Word for word, set down every line of the entries below from the line with "for v in 0..aero.num_vertex()" to the line with "let w_committed = before_committed", including both, and no other line.
------------------------------------------------
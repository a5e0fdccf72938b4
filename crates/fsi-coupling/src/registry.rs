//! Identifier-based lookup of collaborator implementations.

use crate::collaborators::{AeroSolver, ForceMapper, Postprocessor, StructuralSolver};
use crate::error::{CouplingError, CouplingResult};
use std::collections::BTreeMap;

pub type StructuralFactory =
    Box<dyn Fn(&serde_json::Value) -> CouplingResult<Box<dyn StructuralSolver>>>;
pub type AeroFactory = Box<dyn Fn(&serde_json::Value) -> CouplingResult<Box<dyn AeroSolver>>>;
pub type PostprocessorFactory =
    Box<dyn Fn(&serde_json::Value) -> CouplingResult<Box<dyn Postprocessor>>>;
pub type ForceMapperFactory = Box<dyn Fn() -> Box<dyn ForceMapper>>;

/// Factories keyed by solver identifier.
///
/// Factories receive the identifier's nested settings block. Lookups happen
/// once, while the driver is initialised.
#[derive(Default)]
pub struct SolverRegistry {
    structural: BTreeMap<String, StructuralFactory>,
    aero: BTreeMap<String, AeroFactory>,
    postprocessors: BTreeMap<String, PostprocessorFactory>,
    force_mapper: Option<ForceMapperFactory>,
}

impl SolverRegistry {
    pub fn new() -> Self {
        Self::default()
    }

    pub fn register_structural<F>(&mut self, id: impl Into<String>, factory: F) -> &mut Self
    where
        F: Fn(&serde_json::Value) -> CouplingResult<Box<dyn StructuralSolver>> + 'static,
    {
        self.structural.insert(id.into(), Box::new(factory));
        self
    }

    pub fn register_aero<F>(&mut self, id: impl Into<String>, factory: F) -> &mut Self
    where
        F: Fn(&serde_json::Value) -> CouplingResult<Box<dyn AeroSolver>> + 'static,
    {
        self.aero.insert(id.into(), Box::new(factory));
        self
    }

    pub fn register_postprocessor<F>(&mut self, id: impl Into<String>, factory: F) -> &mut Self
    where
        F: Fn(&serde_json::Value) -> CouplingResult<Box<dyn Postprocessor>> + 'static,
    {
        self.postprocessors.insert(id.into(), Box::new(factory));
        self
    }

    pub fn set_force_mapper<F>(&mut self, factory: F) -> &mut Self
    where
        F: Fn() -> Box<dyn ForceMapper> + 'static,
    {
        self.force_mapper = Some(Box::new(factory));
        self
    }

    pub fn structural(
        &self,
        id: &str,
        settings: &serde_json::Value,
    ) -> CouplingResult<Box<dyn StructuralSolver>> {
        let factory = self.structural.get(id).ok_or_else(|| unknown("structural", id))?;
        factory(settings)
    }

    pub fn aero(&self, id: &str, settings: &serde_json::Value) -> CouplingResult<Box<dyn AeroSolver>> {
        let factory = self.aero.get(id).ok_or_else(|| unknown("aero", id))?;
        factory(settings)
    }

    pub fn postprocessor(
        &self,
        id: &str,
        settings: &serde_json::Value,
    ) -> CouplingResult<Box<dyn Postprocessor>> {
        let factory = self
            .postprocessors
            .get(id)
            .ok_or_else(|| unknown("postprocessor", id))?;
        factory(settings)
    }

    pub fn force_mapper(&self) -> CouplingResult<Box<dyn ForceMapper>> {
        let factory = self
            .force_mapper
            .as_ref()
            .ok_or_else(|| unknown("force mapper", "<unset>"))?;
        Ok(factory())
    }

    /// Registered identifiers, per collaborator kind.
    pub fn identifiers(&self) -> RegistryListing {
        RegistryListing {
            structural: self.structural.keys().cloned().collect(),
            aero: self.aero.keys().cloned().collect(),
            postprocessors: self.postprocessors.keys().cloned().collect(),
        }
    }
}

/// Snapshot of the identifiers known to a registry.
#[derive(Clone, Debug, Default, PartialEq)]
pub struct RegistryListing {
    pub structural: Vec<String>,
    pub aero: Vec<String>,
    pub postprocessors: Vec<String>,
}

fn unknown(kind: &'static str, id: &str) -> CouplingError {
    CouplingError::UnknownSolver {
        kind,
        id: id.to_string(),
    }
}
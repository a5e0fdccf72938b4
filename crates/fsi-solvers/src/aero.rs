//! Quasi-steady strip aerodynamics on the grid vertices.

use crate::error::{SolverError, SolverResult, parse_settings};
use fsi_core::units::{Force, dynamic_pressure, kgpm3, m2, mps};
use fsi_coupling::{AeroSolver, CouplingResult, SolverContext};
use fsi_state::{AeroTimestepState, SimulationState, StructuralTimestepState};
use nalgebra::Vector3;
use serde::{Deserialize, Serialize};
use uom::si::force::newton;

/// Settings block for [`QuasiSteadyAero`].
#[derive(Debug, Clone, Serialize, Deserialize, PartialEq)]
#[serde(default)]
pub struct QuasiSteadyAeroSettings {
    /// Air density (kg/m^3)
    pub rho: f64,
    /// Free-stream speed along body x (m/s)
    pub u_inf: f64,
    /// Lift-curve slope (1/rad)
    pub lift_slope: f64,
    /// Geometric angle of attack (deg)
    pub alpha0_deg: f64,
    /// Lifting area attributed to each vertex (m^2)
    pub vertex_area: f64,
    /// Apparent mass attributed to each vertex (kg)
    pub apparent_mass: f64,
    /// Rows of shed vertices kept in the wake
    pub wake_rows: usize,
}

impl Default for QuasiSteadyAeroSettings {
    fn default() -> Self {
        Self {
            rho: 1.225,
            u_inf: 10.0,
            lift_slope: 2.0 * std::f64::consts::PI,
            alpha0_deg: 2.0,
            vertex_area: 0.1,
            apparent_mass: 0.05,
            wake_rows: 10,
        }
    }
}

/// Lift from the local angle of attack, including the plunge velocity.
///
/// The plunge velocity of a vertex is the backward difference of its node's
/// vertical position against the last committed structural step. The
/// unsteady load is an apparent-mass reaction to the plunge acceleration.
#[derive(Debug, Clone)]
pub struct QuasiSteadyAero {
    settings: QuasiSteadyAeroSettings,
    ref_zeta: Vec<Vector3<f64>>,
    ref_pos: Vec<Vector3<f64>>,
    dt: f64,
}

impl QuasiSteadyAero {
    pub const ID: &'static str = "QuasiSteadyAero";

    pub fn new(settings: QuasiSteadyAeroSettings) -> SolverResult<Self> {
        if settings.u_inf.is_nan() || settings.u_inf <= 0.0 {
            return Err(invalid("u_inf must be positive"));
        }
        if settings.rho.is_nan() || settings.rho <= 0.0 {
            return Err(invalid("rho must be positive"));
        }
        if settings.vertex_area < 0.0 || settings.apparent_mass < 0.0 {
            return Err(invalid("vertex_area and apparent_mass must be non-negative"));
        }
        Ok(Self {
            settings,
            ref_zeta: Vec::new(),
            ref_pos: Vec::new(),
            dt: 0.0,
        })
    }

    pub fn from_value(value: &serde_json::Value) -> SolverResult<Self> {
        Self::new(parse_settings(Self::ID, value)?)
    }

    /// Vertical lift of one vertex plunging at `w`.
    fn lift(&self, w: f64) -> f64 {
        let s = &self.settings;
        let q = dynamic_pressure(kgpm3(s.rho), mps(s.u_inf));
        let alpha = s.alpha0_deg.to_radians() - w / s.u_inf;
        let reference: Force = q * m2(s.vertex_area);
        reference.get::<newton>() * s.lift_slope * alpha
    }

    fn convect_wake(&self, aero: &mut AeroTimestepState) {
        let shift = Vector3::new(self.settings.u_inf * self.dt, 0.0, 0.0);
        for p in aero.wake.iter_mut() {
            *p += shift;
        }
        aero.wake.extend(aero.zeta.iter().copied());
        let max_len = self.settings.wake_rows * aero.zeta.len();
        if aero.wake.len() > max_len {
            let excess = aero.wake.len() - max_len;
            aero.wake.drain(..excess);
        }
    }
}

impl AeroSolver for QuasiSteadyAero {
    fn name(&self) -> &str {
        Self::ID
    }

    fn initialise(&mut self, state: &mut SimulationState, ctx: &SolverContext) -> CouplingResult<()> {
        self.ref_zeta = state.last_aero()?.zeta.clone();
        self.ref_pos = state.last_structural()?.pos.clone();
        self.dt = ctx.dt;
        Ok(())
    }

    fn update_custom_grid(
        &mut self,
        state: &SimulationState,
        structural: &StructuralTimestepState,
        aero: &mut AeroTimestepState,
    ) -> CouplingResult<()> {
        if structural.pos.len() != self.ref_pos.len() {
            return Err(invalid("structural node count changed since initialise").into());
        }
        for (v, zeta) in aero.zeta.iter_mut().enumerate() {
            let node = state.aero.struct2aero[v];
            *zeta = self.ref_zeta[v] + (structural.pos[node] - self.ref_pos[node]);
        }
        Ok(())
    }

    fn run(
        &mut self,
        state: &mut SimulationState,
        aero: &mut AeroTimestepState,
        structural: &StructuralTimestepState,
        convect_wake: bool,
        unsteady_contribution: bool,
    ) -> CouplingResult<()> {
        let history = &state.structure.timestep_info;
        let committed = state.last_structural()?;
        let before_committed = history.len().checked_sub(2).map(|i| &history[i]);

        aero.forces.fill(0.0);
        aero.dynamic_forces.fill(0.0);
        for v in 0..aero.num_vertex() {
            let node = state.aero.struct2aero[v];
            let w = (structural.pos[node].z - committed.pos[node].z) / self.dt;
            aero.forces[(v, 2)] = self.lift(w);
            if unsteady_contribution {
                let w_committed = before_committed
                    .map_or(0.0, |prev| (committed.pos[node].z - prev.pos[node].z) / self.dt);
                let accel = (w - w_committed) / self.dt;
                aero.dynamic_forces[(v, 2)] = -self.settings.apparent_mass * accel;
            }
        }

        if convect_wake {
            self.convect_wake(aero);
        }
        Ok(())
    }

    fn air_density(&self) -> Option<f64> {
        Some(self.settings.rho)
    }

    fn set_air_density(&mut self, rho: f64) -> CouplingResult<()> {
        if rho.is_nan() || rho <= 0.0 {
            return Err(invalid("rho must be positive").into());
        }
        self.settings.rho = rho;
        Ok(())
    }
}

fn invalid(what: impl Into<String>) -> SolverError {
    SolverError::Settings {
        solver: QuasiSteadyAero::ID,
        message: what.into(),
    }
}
------------------------------------------------
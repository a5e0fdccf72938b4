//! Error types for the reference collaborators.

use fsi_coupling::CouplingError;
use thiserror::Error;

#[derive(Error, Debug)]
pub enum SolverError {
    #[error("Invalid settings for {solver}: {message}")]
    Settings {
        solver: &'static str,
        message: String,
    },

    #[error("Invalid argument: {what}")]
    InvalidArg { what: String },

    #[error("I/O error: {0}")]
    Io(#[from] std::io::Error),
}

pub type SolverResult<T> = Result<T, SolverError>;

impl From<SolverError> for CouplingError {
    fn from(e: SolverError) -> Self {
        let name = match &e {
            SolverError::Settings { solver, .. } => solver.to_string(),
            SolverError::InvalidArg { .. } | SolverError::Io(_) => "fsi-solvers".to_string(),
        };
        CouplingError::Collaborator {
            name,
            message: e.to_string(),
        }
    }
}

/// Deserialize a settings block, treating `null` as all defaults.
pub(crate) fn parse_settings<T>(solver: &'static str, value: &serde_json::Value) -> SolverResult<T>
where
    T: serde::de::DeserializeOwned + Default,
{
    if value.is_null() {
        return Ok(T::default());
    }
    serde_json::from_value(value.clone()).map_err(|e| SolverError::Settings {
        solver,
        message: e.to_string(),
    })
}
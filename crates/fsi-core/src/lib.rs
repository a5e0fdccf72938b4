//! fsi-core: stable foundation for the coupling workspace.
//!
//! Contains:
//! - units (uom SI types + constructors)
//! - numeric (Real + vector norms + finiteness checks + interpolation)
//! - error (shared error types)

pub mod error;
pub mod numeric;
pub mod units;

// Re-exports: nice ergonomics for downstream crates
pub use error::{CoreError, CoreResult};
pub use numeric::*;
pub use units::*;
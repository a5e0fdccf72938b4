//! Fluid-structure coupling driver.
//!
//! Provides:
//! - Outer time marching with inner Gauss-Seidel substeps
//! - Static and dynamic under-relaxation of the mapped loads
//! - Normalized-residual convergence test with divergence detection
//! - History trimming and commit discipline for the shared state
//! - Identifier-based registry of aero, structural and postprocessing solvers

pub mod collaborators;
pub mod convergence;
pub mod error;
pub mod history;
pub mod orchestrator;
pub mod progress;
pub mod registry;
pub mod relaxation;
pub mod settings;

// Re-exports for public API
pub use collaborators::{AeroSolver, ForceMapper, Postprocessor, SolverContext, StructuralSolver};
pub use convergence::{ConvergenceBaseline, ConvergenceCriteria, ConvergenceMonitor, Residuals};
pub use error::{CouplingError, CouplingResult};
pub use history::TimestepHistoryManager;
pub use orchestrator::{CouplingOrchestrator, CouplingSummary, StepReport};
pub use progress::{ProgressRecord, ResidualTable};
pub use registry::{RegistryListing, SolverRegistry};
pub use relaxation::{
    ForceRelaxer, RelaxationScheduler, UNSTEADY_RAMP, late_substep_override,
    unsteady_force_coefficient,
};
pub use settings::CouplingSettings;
------------------------------------------------
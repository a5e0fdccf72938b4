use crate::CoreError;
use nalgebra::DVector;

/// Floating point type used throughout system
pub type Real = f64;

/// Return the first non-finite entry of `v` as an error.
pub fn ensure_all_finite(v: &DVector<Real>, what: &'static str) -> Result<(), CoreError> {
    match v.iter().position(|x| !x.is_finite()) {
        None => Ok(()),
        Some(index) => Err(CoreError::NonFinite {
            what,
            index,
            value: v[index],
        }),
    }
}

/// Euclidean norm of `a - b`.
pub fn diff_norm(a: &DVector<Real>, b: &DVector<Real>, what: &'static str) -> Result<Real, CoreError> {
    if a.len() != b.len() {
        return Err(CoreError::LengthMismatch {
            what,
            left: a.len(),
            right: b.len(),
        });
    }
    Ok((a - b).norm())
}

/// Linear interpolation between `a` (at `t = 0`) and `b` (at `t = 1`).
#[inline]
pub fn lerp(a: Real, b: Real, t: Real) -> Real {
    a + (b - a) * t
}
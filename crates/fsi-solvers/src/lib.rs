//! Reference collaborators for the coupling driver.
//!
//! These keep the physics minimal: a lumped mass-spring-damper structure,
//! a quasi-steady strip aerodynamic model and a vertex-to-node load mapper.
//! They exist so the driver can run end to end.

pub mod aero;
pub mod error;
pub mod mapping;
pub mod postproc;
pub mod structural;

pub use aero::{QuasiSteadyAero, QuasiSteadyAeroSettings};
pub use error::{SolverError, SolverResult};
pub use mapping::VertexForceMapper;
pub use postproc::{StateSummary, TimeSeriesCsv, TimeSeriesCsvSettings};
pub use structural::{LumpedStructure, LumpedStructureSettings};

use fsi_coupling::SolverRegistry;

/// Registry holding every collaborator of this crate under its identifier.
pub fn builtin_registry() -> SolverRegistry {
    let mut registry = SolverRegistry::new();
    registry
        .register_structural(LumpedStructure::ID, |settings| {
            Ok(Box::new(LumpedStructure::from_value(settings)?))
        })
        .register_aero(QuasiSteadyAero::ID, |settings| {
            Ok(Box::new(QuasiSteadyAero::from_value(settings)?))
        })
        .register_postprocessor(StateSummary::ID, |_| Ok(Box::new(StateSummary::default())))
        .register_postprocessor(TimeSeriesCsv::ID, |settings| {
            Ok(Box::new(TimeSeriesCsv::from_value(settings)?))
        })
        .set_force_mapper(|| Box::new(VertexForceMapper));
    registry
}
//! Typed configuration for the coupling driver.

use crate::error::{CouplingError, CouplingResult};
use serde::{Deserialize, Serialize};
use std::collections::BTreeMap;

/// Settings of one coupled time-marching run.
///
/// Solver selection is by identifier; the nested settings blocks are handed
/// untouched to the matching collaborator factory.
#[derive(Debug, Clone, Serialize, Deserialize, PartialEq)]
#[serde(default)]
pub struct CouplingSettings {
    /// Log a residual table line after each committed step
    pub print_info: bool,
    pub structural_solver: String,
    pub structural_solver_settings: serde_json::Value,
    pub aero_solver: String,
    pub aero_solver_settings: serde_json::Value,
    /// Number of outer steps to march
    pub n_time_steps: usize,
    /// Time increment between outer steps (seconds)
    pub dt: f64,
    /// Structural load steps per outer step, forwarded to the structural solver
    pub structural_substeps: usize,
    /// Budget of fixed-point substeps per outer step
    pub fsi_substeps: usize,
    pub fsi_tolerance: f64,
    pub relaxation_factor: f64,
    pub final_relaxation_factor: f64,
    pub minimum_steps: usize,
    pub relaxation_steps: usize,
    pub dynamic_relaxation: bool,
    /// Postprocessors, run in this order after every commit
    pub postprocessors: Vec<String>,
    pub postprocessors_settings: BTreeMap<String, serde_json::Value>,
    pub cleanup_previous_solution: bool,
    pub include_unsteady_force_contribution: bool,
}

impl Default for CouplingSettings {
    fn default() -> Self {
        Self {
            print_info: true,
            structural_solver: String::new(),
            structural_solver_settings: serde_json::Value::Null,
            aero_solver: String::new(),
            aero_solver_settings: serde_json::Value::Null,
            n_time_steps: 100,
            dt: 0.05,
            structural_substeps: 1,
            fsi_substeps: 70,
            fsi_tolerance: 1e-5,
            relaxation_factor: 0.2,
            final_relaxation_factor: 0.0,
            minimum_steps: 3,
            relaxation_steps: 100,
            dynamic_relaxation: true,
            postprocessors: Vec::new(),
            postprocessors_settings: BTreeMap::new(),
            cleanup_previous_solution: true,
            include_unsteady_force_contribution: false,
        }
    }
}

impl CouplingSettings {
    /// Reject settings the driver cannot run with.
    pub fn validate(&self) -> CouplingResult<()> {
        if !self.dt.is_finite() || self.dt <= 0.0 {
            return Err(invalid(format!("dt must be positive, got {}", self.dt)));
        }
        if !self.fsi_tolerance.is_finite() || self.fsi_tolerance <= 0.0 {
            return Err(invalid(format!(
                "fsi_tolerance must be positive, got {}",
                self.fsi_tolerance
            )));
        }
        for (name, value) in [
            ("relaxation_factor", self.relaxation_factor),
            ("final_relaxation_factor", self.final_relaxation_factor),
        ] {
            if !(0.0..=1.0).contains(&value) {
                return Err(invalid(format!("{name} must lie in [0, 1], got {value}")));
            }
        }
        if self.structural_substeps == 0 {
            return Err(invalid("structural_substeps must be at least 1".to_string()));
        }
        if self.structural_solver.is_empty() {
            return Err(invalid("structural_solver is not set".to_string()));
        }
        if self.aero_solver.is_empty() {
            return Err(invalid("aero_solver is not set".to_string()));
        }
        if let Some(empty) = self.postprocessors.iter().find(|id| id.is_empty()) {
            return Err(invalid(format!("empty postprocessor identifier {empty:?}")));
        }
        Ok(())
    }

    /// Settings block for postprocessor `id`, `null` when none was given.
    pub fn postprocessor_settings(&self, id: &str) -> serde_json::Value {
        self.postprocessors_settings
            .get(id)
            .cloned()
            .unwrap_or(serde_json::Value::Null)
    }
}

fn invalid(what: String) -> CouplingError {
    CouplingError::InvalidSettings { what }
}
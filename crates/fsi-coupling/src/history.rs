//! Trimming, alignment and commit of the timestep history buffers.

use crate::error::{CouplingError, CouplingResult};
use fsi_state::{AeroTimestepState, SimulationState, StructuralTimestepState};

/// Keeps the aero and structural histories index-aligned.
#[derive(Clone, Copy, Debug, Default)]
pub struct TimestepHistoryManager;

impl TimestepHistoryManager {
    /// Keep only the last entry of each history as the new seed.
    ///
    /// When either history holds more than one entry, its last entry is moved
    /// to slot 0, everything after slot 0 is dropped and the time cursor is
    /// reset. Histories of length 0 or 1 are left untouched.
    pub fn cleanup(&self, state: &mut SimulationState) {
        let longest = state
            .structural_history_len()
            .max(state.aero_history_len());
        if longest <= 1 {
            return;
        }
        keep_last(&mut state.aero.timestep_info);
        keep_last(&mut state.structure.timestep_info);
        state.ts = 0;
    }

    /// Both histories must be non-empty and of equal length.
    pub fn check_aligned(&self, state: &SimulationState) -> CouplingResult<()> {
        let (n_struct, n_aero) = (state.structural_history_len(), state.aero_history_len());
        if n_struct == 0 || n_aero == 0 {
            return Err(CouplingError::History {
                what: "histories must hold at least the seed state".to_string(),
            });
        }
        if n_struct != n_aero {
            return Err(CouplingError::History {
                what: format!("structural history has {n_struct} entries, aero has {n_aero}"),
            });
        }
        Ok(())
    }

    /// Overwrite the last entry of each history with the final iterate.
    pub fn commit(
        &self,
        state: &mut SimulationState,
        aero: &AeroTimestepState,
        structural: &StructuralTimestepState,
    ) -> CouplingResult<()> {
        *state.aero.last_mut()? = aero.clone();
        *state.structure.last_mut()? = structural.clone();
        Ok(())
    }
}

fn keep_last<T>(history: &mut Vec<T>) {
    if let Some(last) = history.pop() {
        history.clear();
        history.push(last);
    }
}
------------------------------------------------
TASK OUTPUT →
        for v in 0..aero.num_vertex() {
            let node = state.aero.struct2aero[v];
            let w = (structural.pos[node].z - committed.pos[node].z) / self.dt;
            aero.forces[(v, 2)] = self.lift(w);
            if unsteady_contribution {
                let w_committed = before_committed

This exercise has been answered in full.